Euro 2012 - Cassano "omofobo": arriva la multa Uefa

La Uefa ha punito con una multa salata l'uscita di Fantantonio sul tema dell'omosessualità nel calcio durante una conferenza stampa agli Europei di Polonia e Ucraina

Era stata soltanto una battuta ingenua o, forse, non se n'era nemmeno accorto al momento, ma l'uscita che ha reso protagonista Antonio Cassano nella conferenza stampa durante gli Europei di Polonia e Ucraina è costata una multa salata.

La Uefa ha usato la mano pesante sulle parole usate da Fantantonio a chi gli chiedeva come il tema dell'omosessualità fosse trattato nel mondo del calcio: "Froci in Nazionale? Spero di no", aveva risposto l'attaccante azzurro, salvo poi correggere il tiro in un più edulcorato "Ognuno è libero di scegliere la propria sessualità".

Troppo tardi, però.

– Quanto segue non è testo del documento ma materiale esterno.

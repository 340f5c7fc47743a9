//! `mcpv-runtime` — the runtime core of mcpv.
//!
//! This crate provides:
//! - The launcher (spawn stdio children / prepare streamable-http
//!   endpoints) and the duplex [`conn::Conn`] with its reader loop.
//! - The lifecycle manager performing the MCP initialize handshake with
//!   bounded retry on a detached root context.
//! - The instance scheduler: per-spec pools with
//!   stateless/stateful/persistent/singleton strategies, idle reaping,
//!   warm-pool maintenance, drain semantics, ping probes, and
//!   generation-based StopSpec cancellation.
//! - The process-wide metadata cache hydrating list operations when no
//!   instance is running.
//! - The diagnostics probe (ring buffer of phase events) and the
//!   in-process hubs for list-change notifications and log records.

pub mod cache;
pub mod conn;
pub mod hub;
pub mod instance;
pub mod launcher;
pub mod lifecycle;
pub mod logs;
pub mod probe;
pub mod scheduler;

// Re-exports for convenience.
pub use cache::MetadataCache;
pub use conn::Conn;
pub use hub::{ListChange, ListChangeHub};
pub use instance::{Instance, InstanceState};
pub use launcher::{Launched, Launcher, StdioLauncher};
pub use lifecycle::{InstanceFactory, Lifecycle};
pub use logs::{LogHub, LogLevel, LogRecord};
pub use probe::DiagnosticsProbe;
pub use scheduler::{Scheduler, SchedulerEvent};
use std::sync::Arc;
use std::time::Duration;

use anyhow::Context;
use clap::Parser;
use tokio_util::sync::CancellationToken;
use tracing_subscriber::EnvFilter;

use mcpv_domain::config::{Config, ConfigSeverity};
use mcpv_gateway::api;
use mcpv_gateway::catalog::CatalogProvider;
use mcpv_gateway::cli::{exit_codes, Cli, Command, ConfigCommand};
use mcpv_gateway::clients::{Activation, ClientRegistry};
use mcpv_gateway::metrics::Metrics;
use mcpv_gateway::reload::ReloadManager;
use mcpv_gateway::router::{MetricRouter, Router};
use mcpv_gateway::state::AppState;
use mcpv_gateway::status::StatusHub;
use mcpv_gateway::subagent::SubAgent;
use mcpv_governance::{Executor, PluginManager};
use mcpv_index::{PromptIndex, ResourceIndex, ToolIndex};
use mcpv_runtime::conn::ConnHandlers;
use mcpv_runtime::lifecycle::RetrySettings;
use mcpv_runtime::probe::DiagnosticsProbe;
use mcpv_runtime::{Lifecycle, ListChangeHub, LogHub, MetadataCache, Scheduler, StdioLauncher};

#[tokio::main]
async fn main() -> anyhow::Result<()> {
    let cli = Cli::parse();

    match cli.command {
        // Default to serve when no subcommand is given.
        None | Some(Command::Serve) => {
            init_tracing();
            run_server(&cli).await
        }
        Some(Command::Config(ConfigCommand::Validate)) => {
            if !mcpv_gateway::cli::validate(&cli.config) {
                std::process::exit(exit_codes::ERROR);
            }
            Ok(())
        }
        Some(Command::Config(ConfigCommand::Show)) => {
            if !mcpv_gateway::cli::show(&cli.config) {
                std::process::exit(exit_codes::ERROR);
            }
            Ok(())
        }
        Some(Command::Version) => {
            println!("mcpv {}", env!("CARGO_PKG_VERSION"));
            Ok(())
        }
    }
}

/// Structured JSON tracing (only for the `serve` command).
fn init_tracing() {
    tracing_subscriber::fmt()
        .with_env_filter(
            EnvFilter::try_from_default_env()
                .unwrap_or_else(|_| EnvFilter::new("info,mcpv_gateway=debug")),
        )
        .json()
        .init();
}

async fn run_server(cli: &Cli) -> anyhow::Result<()> {
    tracing::info!(version = env!("CARGO_PKG_VERSION"), "mcpv starting");

    // ── Catalog ──────────────────────────────────────────────────────
    let provider = Arc::new(
        CatalogProvider::load(&cli.config)
            .with_context(|| format!("loading {}", cli.config.display()))?,
    );
    let catalog = provider.snapshot();
    let runtime = Arc::new(catalog.catalog.runtime.clone());
    log_config_warnings(&catalog.catalog);
    tracing::info!(
        servers = catalog.summary.servers,
        disabled = catalog.summary.disabled_servers,
        plugins = catalog.summary.plugins,
        "catalog loaded"
    );

    let root = CancellationToken::new();

    // ── Observability primitives ─────────────────────────────────────
    let probe = Arc::new(DiagnosticsProbe::default());
    let metrics = Arc::new(Metrics::new());
    let logs = LogHub::default();
    let list_changes = ListChangeHub::default();
    tracing::info!("diagnostics probe + metrics + log hub ready");

    // ── Lifecycle + scheduler ────────────────────────────────────────
    let launcher = Arc::new(StdioLauncher::new(logs.clone(), runtime.proxy.clone()));
    let lifecycle = Arc::new(Lifecycle::new(
        launcher,
        list_changes.clone(),
        // Sampling/elicitation handlers are wired by embedding runtimes;
        // the daemon answers method-not-supported without them.
        ConnHandlers::default(),
        probe.clone(),
        RetrySettings::from_runtime(&runtime),
        root.child_token(),
    ));
    let scheduler = Scheduler::new(lifecycle, probe.clone(), metrics.clone(), root.clone());
    for (key, spec) in &catalog.spec_registry {
        scheduler.ensure_pool(key.clone(), spec.clone());
    }
    tracing::info!(pools = catalog.spec_registry.len(), "scheduler ready");

    // ── Router + metadata cache ──────────────────────────────────────
    let cache = Arc::new(MetadataCache::new());
    let router = Arc::new(MetricRouter::new(
        Router::new(
            scheduler.clone(),
            Duration::from_secs(runtime.route_timeout_seconds),
        ),
        metrics.clone(),
    ));
    tracing::info!(
        route_timeout_s = runtime.route_timeout_seconds,
        "router ready"
    );

    // ── Aggregation indexes ──────────────────────────────────────────
    let fetcher: Arc<dyn mcpv_index::ListFetcher> = router.clone();
    let tool_index = ToolIndex::new(
        fetcher.clone(),
        cache.clone(),
        runtime.tool_refresh_concurrency,
    );
    let resource_index = ResourceIndex::new(
        fetcher.clone(),
        cache.clone(),
        runtime.tool_refresh_concurrency,
    );
    let prompt_index = PromptIndex::new(fetcher, cache.clone(), runtime.tool_refresh_concurrency);
    update_indexes(&catalog, &tool_index, &resource_index, &prompt_index);
    tracing::info!("aggregation indexes ready");

    // ── Governance plugins ───────────────────────────────────────────
    let plugin_manager = Arc::new(PluginManager::new(PluginManager::default_socket_dir()));
    plugin_manager
        .start_all(&catalog.catalog.plugins)
        .await
        .context("starting governance plugins")?;
    let executor = Arc::new(Executor::new(plugin_manager.pipeline()));
    tracing::info!(
        plugins = plugin_manager.statuses().len(),
        "governance pipeline ready"
    );

    // ── Clients + activation ─────────────────────────────────────────
    let registry = Arc::new(ClientRegistry::new());
    let activation = Arc::new(Activation::new(scheduler.clone()));
    let status = StatusHub::new(scheduler.clone(), probe.clone());
    let reload = Arc::new(ReloadManager::new(
        scheduler.clone(),
        plugin_manager.clone(),
        executor.clone(),
        tool_index.clone(),
        resource_index.clone(),
        prompt_index.clone(),
        cache.clone(),
        registry.clone(),
        activation.clone(),
    ));
    tracing::info!("client registry + reload manager ready");

    // ── Sub-agent ────────────────────────────────────────────────────
    let subagent = runtime
        .sub_agent
        .enabled
        .then(|| Arc::new(SubAgent::new(runtime.sub_agent.clone())));
    if subagent.is_some() {
        tracing::info!(
            model = runtime.sub_agent.model.as_deref().unwrap_or(""),
            max_tools = runtime.sub_agent.max_tools_per_request,
            "sub-agent tool filter enabled"
        );
    }

    let state = AppState {
        provider: provider.clone(),
        runtime: runtime.clone(),
        scheduler: scheduler.clone(),
        cache: cache.clone(),
        probe: probe.clone(),
        tool_index: tool_index.clone(),
        resource_index: resource_index.clone(),
        prompt_index: prompt_index.clone(),
        plugin_manager: plugin_manager.clone(),
        executor,
        registry: registry.clone(),
        activation: activation.clone(),
        router,
        reload,
        metrics,
        logs,
        status: status.clone(),
        subagent,
        root: root.clone(),
    };

    // ── Bootstrap preflight ──────────────────────────────────────────
    let report = mcpv_index::bootstrap::run(
        &scheduler,
        &cache,
        &probe,
        &catalog.spec_registry,
        mcpv_index::bootstrap::BootstrapSettings {
            mode: runtime.bootstrap_mode,
            concurrency: runtime.bootstrap_concurrency,
            timeout: Duration::from_secs(runtime.bootstrap_timeout_seconds),
        },
    )
    .await;
    if report.succeeded > 0 {
        tool_index.rebuild_and_publish();
        resource_index.rebuild_and_publish();
        prompt_index.rebuild_and_publish();
    }

    // ── Initial activation (warms always-on pools) ───────────────────
    activation.recompute(&catalog, &registry, "startup").await;

    // ── Background loops ─────────────────────────────────────────────
    tokio::spawn(scheduler.clone().run_maintenance_loop());
    tokio::spawn(
        scheduler
            .clone()
            .run_ping_loop(Duration::from_secs(runtime.ping_interval_seconds)),
    );
    let refresh_period = Duration::from_secs(runtime.tool_refresh_seconds);
    tokio::spawn(tool_index.clone().run_loop(
        refresh_period,
        list_changes.subscribe(),
        root.child_token(),
    ));
    tokio::spawn(resource_index.clone().run_loop(
        refresh_period,
        list_changes.subscribe(),
        root.child_token(),
    ));
    tokio::spawn(prompt_index.clone().run_loop(
        refresh_period,
        list_changes.subscribe(),
        root.child_token(),
    ));
    tokio::spawn(status.run(root.child_token()));
    {
        // Client reaper: evict dead clients, then re-derive activation.
        let state = state.clone();
        let period = Duration::from_secs(runtime.client_check_seconds.max(1));
        tokio::spawn(async move {
            let mut interval = tokio::time::interval(period);
            loop {
                tokio::select! {
                    _ = interval.tick() => {
                        mcpv_gateway::control::reap_clients(&state).await;
                    }
                    _ = state.root.cancelled() => return,
                }
            }
        });
    }
    tracing::info!("background loops started");

    // ── Bind ─────────────────────────────────────────────────────────
    let addr = runtime.rpc.listen_address.clone();
    if addr.starts_with("unix:") {
        anyhow::bail!(
            "unix listen addresses are not supported by this build; \
             configure rpc.listenAddress as host:port"
        );
    }
    let listener = tokio::net::TcpListener::bind(&addr)
        .await
        .with_context(|| format!("binding to {addr}"))?;
    tracing::info!(addr = %addr, "mcpv listening");

    let app = api::router(state)
        .layer(tower::limit::ConcurrencyLimitLayer::new(256))
        .layer(tower_http::trace::TraceLayer::new_for_http());

    let shutdown_root = root.clone();
    axum::serve(listener, app)
        .with_graceful_shutdown(async move {
            shutdown_signal().await;
            shutdown_root.cancel();
        })
        .await
        .context("axum server error")?;

    // ── Drain + stop ─────────────────────────────────────────────────
    tracing::info!("shutting down: draining pools and stopping plugins");
    scheduler.shutdown("shutdown").await;
    plugin_manager.stop_all().await;
    tracing::info!("mcpv stopped");
    Ok(())
}

fn update_indexes(
    catalog: &Arc<mcpv_gateway::catalog::CatalogState>,
    tools: &Arc<ToolIndex>,
    resources: &Arc<ResourceIndex>,
    prompts: &Arc<PromptIndex>,
) {
    let specs: std::collections::HashMap<_, _> = catalog
        .spec_registry
        .iter()
        .map(|(k, s)| (k.clone(), s.clone()))
        .collect();
    let ns = catalog.catalog.runtime.tool_namespace_strategy;
    let expose = catalog.catalog.runtime.expose_tools.clone();
    tools.update_specs(specs.clone(), ns, expose.clone());
    resources.update_specs(specs.clone(), ns, expose.clone());
    prompts.update_specs(specs, ns, expose);
}

fn log_config_warnings(config: &Config) {
    for issue in config.validate() {
        match issue.severity {
            ConfigSeverity::Warning => tracing::warn!("config: {issue}"),
            // Errors already failed the load; this arm is unreachable in
            // practice but keeps the match total.
            ConfigSeverity::Error => tracing::error!("config: {issue}"),
        }
    }
}

async fn shutdown_signal() {
    let ctrl_c = async {
        let _ = tokio::signal::ctrl_c().await;
    };
    let terminate = async {
        match tokio::signal::unix::signal(tokio::signal::unix::SignalKind::terminate()) {
            Ok(mut signal) => {
                signal.recv().await;
            }
            Err(_) => std::future::pending().await,
        }
    };
    tokio::select! {
        _ = ctrl_c => {}
        _ = terminate => {}
    }
    tracing::info!("shutdown signal received");
}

Dopo aver aperto un'inchiesta disciplinare per dichiarazioni discriminatorie alla stampa, la Commissione Disciplinare e di Controllo Uefa ha inflitto a Cassano una sanzione da 15.000 euro.

GAY CENTER APPROVA - "Ha fatto bene l'Uefa a multare Cassano per le sue frasi omofobe durante gli Europei di calcio. Ora sarebbe auspicabile che la stessa Uefa decidesse di sostenere campagne antiomofobia". Lo ha detto il portavoce del Gay Center Fabrizio Marrazzo a proposito della decisione dell'Uefa di multare di 15 mila euro Cassano per le sue frasi sui gay nel corso della conferenza stampa tenuta durante gli Europei. "Noi possiamo suggerire la diffusione della campagna di comunicazione 2012 della Gay Help Line - ha detto Marrazzo - che ha uno spot ambientato proprio nel calcio e che sarà trasmesso su alcuni canali nazionali oltre essere già su Youtube".